Зал, в котором проходила встреча, был увешан рисунками известных российских аниматоров — Алдашина, Максимова, самого Норштейна и других, у сцены стояли два высоких стула, покрытые черной тканью. Дело в том, что экспозиция посвящена 70-летию Бориса Павлова, покойного директора галереи и отца ведущего вечера, Федора Павлова-Андреевича. Павлов много лет проработал в Музее кино, курируя неигровое и анимационное кино, а в своей галерее создал неформальный центр российской анимации. Здесь постоянно проходят выставки художников-аниматоров, показы и ретроспективы. В его память галерея собирается создать Дом анимации и видеоарта.

Людей на лекцию пришло много, те, кому не хватило мест, уселись на полу перед сценой. Наконец появились художники. Юрий Норштейн — невысокий, седой, с всклокоченными волосами, в потертой полосатой рубашке, серых штанах и громоздких ботинках — взобрался на высокий стул на сцене, поставив ноги на приступочку. За ним вышел Андрей Бартенев — длинный, худой, в костюме в полосочку, еще больше подчеркивающем его худобу, и клетчатой кепке. Он уселся на соседний высокий стул, свесив длинные ноги в красных ботинках. Вместе они составляли странную пару, казалось, это люди из разных миров. Оба выглядели смущенными, не очень понимающими, зачем пришли.

Представив гостей, Федор Павлов-Андреевич задал первый вопрос: почему современные художники не умеют рисовать от руки? Вопрос, художников, кажется удивил: оба они рисуют. Норштейн заметил, что те, кто пользуется готовыми материалами и не умеет рисовать, вряд ли могут рассчитывать на результат, «сопоставимый по творческой силе» с классическими произведениями искусства. Но, по мнению Норштейна, дело тут не в форме выражения, а в смысле, заложенном в произведение: можно, как некоторые гении начала ХХ века, создавать работы, пользуясь готовыми материалами — так делал Пикассо в своих коллажах.  Бартенев тоже считает, что рисуешь ты или не рисуешь — вопрос второстепенный.

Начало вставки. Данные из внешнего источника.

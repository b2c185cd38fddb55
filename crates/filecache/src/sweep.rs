//! # Expiry Sweep
//!
//! Background eviction of cache entries older than the engine's TTL. A
//! sweep that cannot run is logged and skipped; it must never take the host
//! application down, and it holds no lock that blocks concurrent
//! resolution. Evicted entries are simply fetched again on their next
//! resolve.

use std::time::{Duration, SystemTime};

use tokio::task::JoinHandle;
use tracing::{debug, warn};

use crate::engine::CacheEngine;

/// Periodic TTL eviction over the engine's cache root.
#[derive(Clone)]
pub struct ExpirySweeper {
    engine: CacheEngine,
}

impl ExpirySweeper {
    pub fn new(engine: CacheEngine) -> Self {
        Self { engine }
    }

    /// Run a single eviction pass.
    ///
    /// Reads the TTL at the start of the pass, so a `set_ttl` takes effect
    /// on the next sweep. Skips the cycle entirely while the cache is
    /// disabled. All failures are swallowed.
    pub async fn run_once(&self) {
        if !self.engine.is_enabled() {
            return;
        }

        let ttl = self.engine.ttl();
        let dir = self.engine.cache_dir();

        let entries = match self.engine.storage().list_entries(dir).await {
            Ok(entries) => entries,
            Err(e) => {
                warn!(dir = ?dir, error = %e, "cache sweep skipped, directory unreadable");
                return;
            }
        };

        let now = SystemTime::now();
        let mut evicted = 0usize;
        for (name, modified) in entries {
            let age = match now.duration_since(modified) {
                Ok(age) => age,
                // Entry mtime is in the future (clock adjustment); leave it.
                Err(_) => continue,
            };

            if age >= ttl {
                match self.engine.storage().remove_file(dir, &name).await {
                    Ok(()) => evicted += 1,
                    Err(e) => warn!(name = %name, error = %e, "failed to evict expired cache entry"),
                }
            }
        }

        if evicted > 0 {
            debug!(evicted, "cache sweep evicted expired entries");
        }
    }

    /// Spawn a detached task that sweeps once after `initial_delay`, then on
    /// every `interval` tick.
    pub fn spawn(self, initial_delay: Duration, interval: Duration) -> JoinHandle<()> {
        tokio::spawn(async move {
            tokio::time::sleep(initial_delay).await;
            let mut ticker = tokio::time::interval(interval);
            loop {
                ticker.tick().await;
                self.run_once().await;
            }
        })
    }
}
impl<I2C, Delay> INA226Driver<I2C, Delay>
where
    I2C: I2c,
    Delay: DelayNs,
{
    ///
    ///
    /// # Arguments
    ///
    /// * `i2c`: The i2c bus.
    /// * `delay`: Used for the post-reset wait and conversion polling.
    /// * `address`: 7-bit device address.
    /// * `init_config`: If provided, the device is reset, verified, calibrated and
    /// configured. Otherwise no bus access happens and `initialize` must be called
    /// before reading current or power.
    ///
    /// returns: Result<INA226Driver<I2C, Delay>, INA226Error<<I2C as ErrorType>::Error>>
    pub fn new(
        i2c: I2C,
        delay: Delay,
        address: u8,
        init_config: Option<INA226InitConfig>,
    ) -> Result<Self, INA226Error<I2C::Error>> {
        let mut driver = Self {
            i2c,
            delay,
            address,
            calibration: None,
            configuration: Configuration::default(),
            conversion_timeout_us: None,
            retrigger_after_read: false,
        };

        if let Some(config) = init_config {
            let calibration =
                Calibration::new(config.max_expected_current, config.shunt_resistance)?;

            driver.reset()?;

            if driver.read_word(Register::Configuration)? != DEFAULT_CONFIGURATION {
                return Err(INA226Error::Connect);
            }

            driver.apply_calibration(calibration)?;

            let mut configuration = Configuration::default();
            configuration.averaging = config.averaging;
            configuration.bus_conversion_time = config.bus_conversion_time;
            configuration.shunt_conversion_time = config.shunt_conversion_time;
            configuration.mode = config.mode;
            driver.write_configuration(configuration)?;

            if config.alert_on_conversion {
                driver.set_alert_pin_on_conversion(true)?;
            }
        }

        Ok(driver)
    }

    /// Scans [`ADDRESS_RANGE`] for the device, then behaves like [`Self::new`].
    pub fn discover(
        mut i2c: I2C,
        mut delay: Delay,
        init_config: Option<INA226InitConfig>,
    ) -> Result<Self, INA226Error<I2C::Error>> {
        let address = discover_address(&mut i2c, &mut delay)?;
        Self::new(i2c, delay, address, init_config)
    }

    pub fn address(&self) -> u8 {
        self.address
    }

    /// Gives back the bus and delay.
    pub fn release(self) -> (I2C, Delay) {
        (self.i2c, self.delay)
    }

    /// Computes and writes the calibration register for the given shunt.
    ///
    /// Inputs are validated before any bus access. The stored scaling factors only
    /// change once the calibration register write has succeeded.
    pub fn initialize(
        &mut self,
        max_expected_current: f32,
        shunt_resistance: f32,
    ) -> Result<Calibration, INA226Error<I2C::Error>> {
        let calibration = Calibration::new(max_expected_current, shunt_resistance)?;
        self.apply_calibration(calibration)?;
        Ok(calibration)
    }

    fn apply_calibration(&mut self, calibration: Calibration) -> Result<(), INA226Error<I2C::Error>> {
        self.write_word(Register::Calibration, calibration.register)?;

        debug!(
            "INA226 calibration {} (current LSB {} A)",
            calibration.register, calibration.current_lsb
        );
        self.calibration = Some(calibration);
        Ok(())
    }

    pub fn calibration(&self) -> Option<&Calibration> {
        self.calibration.as_ref()
    }

    /// Amps per count of the current register.
    pub fn current_lsb(&self) -> Result<f32, INA226Error<I2C::Error>> {
        Ok(self.calibrated()?.current_lsb)
    }

    /// Watts per count of the power register.
    pub fn power_lsb(&self) -> Result<f32, INA226Error<I2C::Error>> {
        Ok(self.calibrated()?.power_lsb)
    }

    fn calibrated(&self) -> Result<&Calibration, INA226Error<I2C::Error>> {
        self.calibration.as_ref().ok_or(INA226Error::NotInitialized)
    }

    /// Last configuration written to or read from the device.
    pub fn configuration(&self) -> Configuration {
        self.configuration
    }

    pub fn mode(&self) -> Mode {
        self.configuration.mode
    }

    /// Reads the configuration register and refreshes the cached copy.
    pub fn read_configuration(&mut self) -> Result<Configuration, INA226Error<I2C::Error>> {
        let configuration = Configuration::from_bits(self.read_word(Register::Configuration)?);
        self.configuration = configuration;
        Ok(configuration)
    }

    /// Writes all configuration fields at once. In a triggered mode this starts a conversion.
    pub fn write_configuration(
        &mut self,
        configuration: Configuration,
    ) -> Result<(), INA226Error<I2C::Error>> {
        self.write_word(Register::Configuration, configuration.bits())?;
        self.configuration = configuration;
        Ok(())
    }

    /// Read-modify-write of the configuration register. Fields `f` leaves alone keep
    /// the value the device reported.
    pub fn modify_configuration<F>(&mut self, f: F) -> Result<Configuration, INA226Error<I2C::Error>>
    where
        F: FnOnce(&mut Configuration),
    {
        let mut configuration =
            Configuration::from_bits(self.read_word(Register::Configuration)?);
        f(&mut configuration);
        self.write_configuration(configuration)?;
        Ok(configuration)
    }

    /// Selects the largest supported averaging count not above `count`.
    pub fn set_averaging(&mut self, count: u16) -> Result<Averaging, INA226Error<I2C::Error>> {
        let averaging = Averaging::from_count(count).ok_or(INA226Error::InvalidParameter)?;
        self.modify_configuration(|c| c.averaging = averaging)?;
        Ok(averaging)
    }

    pub fn set_default_averaging(&mut self) -> Result<(), INA226Error<I2C::Error>> {
        let averaging = Configuration::default().averaging;
        self.modify_configuration(|c| c.averaging = averaging)?;
        Ok(())
    }

    /// Selects the longest supported bus conversion time not above `micros`.
    pub fn set_bus_conversion_time(
        &mut self,
        micros: u32,
    ) -> Result<ConversionTime, INA226Error<I2C::Error>> {
        let time = ConversionTime::from_micros(micros).ok_or(INA226Error::InvalidParameter)?;
        self.modify_configuration(|c| c.bus_conversion_time = time)?;
        Ok(time)
    }

    pub fn set_default_bus_conversion_time(&mut self) -> Result<(), INA226Error<I2C::Error>> {
        let time = Configuration::default().bus_conversion_time;
        self.modify_configuration(|c| c.bus_conversion_time = time)?;
        Ok(())
    }

    /// Selects the longest supported shunt conversion time not above `micros`.
    pub fn set_shunt_conversion_time(
        &mut self,
        micros: u32,
    ) -> Result<ConversionTime, INA226Error<I2C::Error>> {
        let time = ConversionTime::from_micros(micros).ok_or(INA226Error::InvalidParameter)?;
        self.modify_configuration(|c| c.shunt_conversion_time = time)?;
        Ok(time)
    }

    pub fn set_default_shunt_conversion_time(&mut self) -> Result<(), INA226Error<I2C::Error>> {
        let time = Configuration::default().shunt_conversion_time;
        self.modify_configuration(|c| c.shunt_conversion_time = time)?;
        Ok(())
    }

    pub fn set_mode(&mut self, mode: Mode) -> Result<(), INA226Error<I2C::Error>> {
        self.modify_configuration(|c| c.mode = mode)?;
        Ok(())
    }

    /// Starts the next conversion in a triggered mode by rewriting the configuration.
    pub fn trigger(&mut self) -> Result<(), INA226Error<I2C::Error>> {
        self.modify_configuration(|_| {})?;
        Ok(())
    }

    /// When enabled, reading a voltage the triggered mode samples starts the next conversion.
    pub fn set_retrigger_after_read(&mut self, enabled: bool) {
        self.retrigger_after_read = enabled;
    }

    /// Resets every register to its power-up value. The calibration register is cleared
    /// by the device, so current and power are unavailable until `initialize` runs again.
    pub fn reset(&mut self) -> Result<(), INA226Error<I2C::Error>> {
        self.write_word(Register::Configuration, RESET_COMMAND)?;

        info!("INA226 at {} reset", self.address);
        self.calibration = None;
        self.configuration = Configuration::default();
        self.delay.delay_ms(RESET_DELAY_MS);
        Ok(())
    }

    pub fn mask_enable(&mut self) -> Result<MaskEnable, INA226Error<I2C::Error>> {
        Ok(MaskEnable::from_bits_retain(
            self.read_word(Register::MaskEnable)?,
        ))
    }

    pub fn set_alert_pin_on_conversion(
        &mut self,
        enabled: bool,
    ) -> Result<(), INA226Error<I2C::Error>> {
        let mut mask = self.mask_enable()?.difference(MaskEnable::STATUS_FLAGS);
        mask.set(MaskEnable::CONVERSION_READY_ALERT, enabled);
        self.write_word(Register::MaskEnable, mask.bits())
    }

    /// Overrides the bound used by [`Self::wait_for_conversion`]. `None` derives it from the
    /// cached configuration.
    pub fn set_conversion_timeout(&mut self, timeout_us: Option<u32>) {
        self.conversion_timeout_us = timeout_us;
    }

    /// Bound used by [`Self::wait_for_conversion`]: twice the nominal conversion period
    /// plus a millisecond unless overridden.
    pub fn conversion_timeout_us(&self) -> u32 {
        self.conversion_timeout_us.unwrap_or_else(|| {
            self.configuration
                .conversion_period_us()
                .saturating_mul(2)
                .saturating_add(TIMEOUT_MARGIN_US)
        })
    }

    pub fn wait_for_conversion(&mut self) -> Result<(), INA226Error<I2C::Error>> {
        let timeout_us = self.conversion_timeout_us();
        self.wait_for_conversion_within(timeout_us)
    }

    /// Polls the conversion-ready flag until it sets or `timeout_us` elapses. The flag is
    /// always checked at least once.
    pub fn wait_for_conversion_within(
        &mut self,
        timeout_us: u32,
    ) -> Result<(), INA226Error<I2C::Error>> {
        let mut waited_us = 0;
        loop {
            if self.mask_enable()?.conversion_ready() {
                return Ok(());
            }

            if waited_us >= timeout_us {
                warn!("INA226 conversion not ready after {} us", timeout_us);
                return Err(INA226Error::ConversionTimeout);
            }

            let step = POLL_INTERVAL_US.min(timeout_us - waited_us);
            self.delay.delay_us(step);
            waited_us += step;
        }
    }

    pub fn get_bus_millivolts(&mut self, wait: bool) -> Result<u32, INA226Error<I2C::Error>> {
        if wait {
            self.wait_for_conversion()?;
        }

        let raw = self.read_word(Register::BusVoltage)?;
        let millivolts = raw as u32 * BUS_VOLTAGE_LSB_CENTI_MV / 100;

        let mode = self.configuration.mode;
        if self.retrigger_after_read && mode.is_triggered() && mode.samples_bus() {
            self.trigger()?;
        }

        Ok(millivolts)
    }

    pub fn get_shunt_microvolts(&mut self, wait: bool) -> Result<i32, INA226Error<I2C::Error>> {
        if wait {
            self.wait_for_conversion()?;
        }

        let raw = self.read_word(Register::ShuntVoltage)? as i16;
        let microvolts = raw as i32 * SHUNT_VOLTAGE_LSB_DECI_UV / 10;

        let mode = self.configuration.mode;
        if self.retrigger_after_read && mode.is_triggered() && mode.samples_shunt() {
            self.trigger()?;
        }

        Ok(microvolts)
    }

    pub fn get_bus_microamps(&mut self) -> Result<i64, INA226Error<I2C::Error>> {
        let calibration = *self.calibrated()?;
        let raw = self.read_word(Register::Current)? as i16;
        Ok(calibration.current_micro_amps(raw))
    }

    pub fn get_bus_microwatts(&mut self) -> Result<u64, INA226Error<I2C::Error>> {
        let calibration = *self.calibrated()?;
        let raw = self.read_word(Register::Power)?;
        Ok(calibration.power_micro_watts(raw))
    }

    pub fn manufacturer_id(&mut self) -> Result<u16, INA226Error<I2C::Error>> {
        self.read_word(Register::ManufacturerId)
    }

    pub fn die_id(&mut self) -> Result<u16, INA226Error<I2C::Error>> {
        self.read_word(Register::DieId)
    }

    pub fn read_byte(&mut self, register: Register) -> Result<u8, INA226Error<I2C::Error>> {
        let mut read_buffer = [0u8; 1];
        self.i2c
            .write_read(self.address, &[register.addr()], &mut read_buffer)
            .map_err(INA226Error::DeviceUnreachable)?;

        Ok(read_buffer[0])
    }

    pub fn read_word(&mut self, register: Register) -> Result<u16, INA226Error<I2C::Error>> {
        read_word_at(&mut self.i2c, self.address, register)
    }

    pub fn write_byte(
        &mut self,
        register: Register,
        data: u8,
    ) -> Result<(), INA226Error<I2C::Error>> {
        self.i2c
            .write(self.address, &[register.addr(), data])
            .map_err(INA226Error::DeviceUnreachable)
    }

    pub fn write_word(
        &mut self,
        register: Register,
        data: u16,
    ) -> Result<(), INA226Error<I2C::Error>> {
        trace!("INA226 write {} <- {}", register.addr(), data);
        write_word_at(&mut self.i2c, self.address, register, data)
    }
}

Второй вопрос — почему анимацию не показывают в музеях наряду с другими произведениями искусства — тоже не вызвал споров. Бартенев вспомнил много примеров, когда мультфильмы показывали в крупных западных музеях, а Норштейн сказал, что его лично не волнует судьба законченных работ: «Путь к самой работе настолько изнурительный, что дальнейшая судьба произведения меня не особо трогает, я никогда не занимался продвижением своих работ».

Потом демонстрировали отрывки из «Шинели» Норштейна и перформансов Бартенева, а художники комментировали свои работы. Для творчества очень важен весь жизненный опыт человека, сказал Норштейн. «Все то, что окружает фильм — воспоминания детства, фотографии, которые мы смотрим, телевизор, дебаты политических деятелей, их идиотизм, виды природы, — все увиденное и пережитое тоже своего рода коллаж, который собирается в моей голове, в головах операторов, художников, суммируется и отражается в наших произведениях». Норштейн вспомнил, как подростком впервые прочел повесть Гоголя.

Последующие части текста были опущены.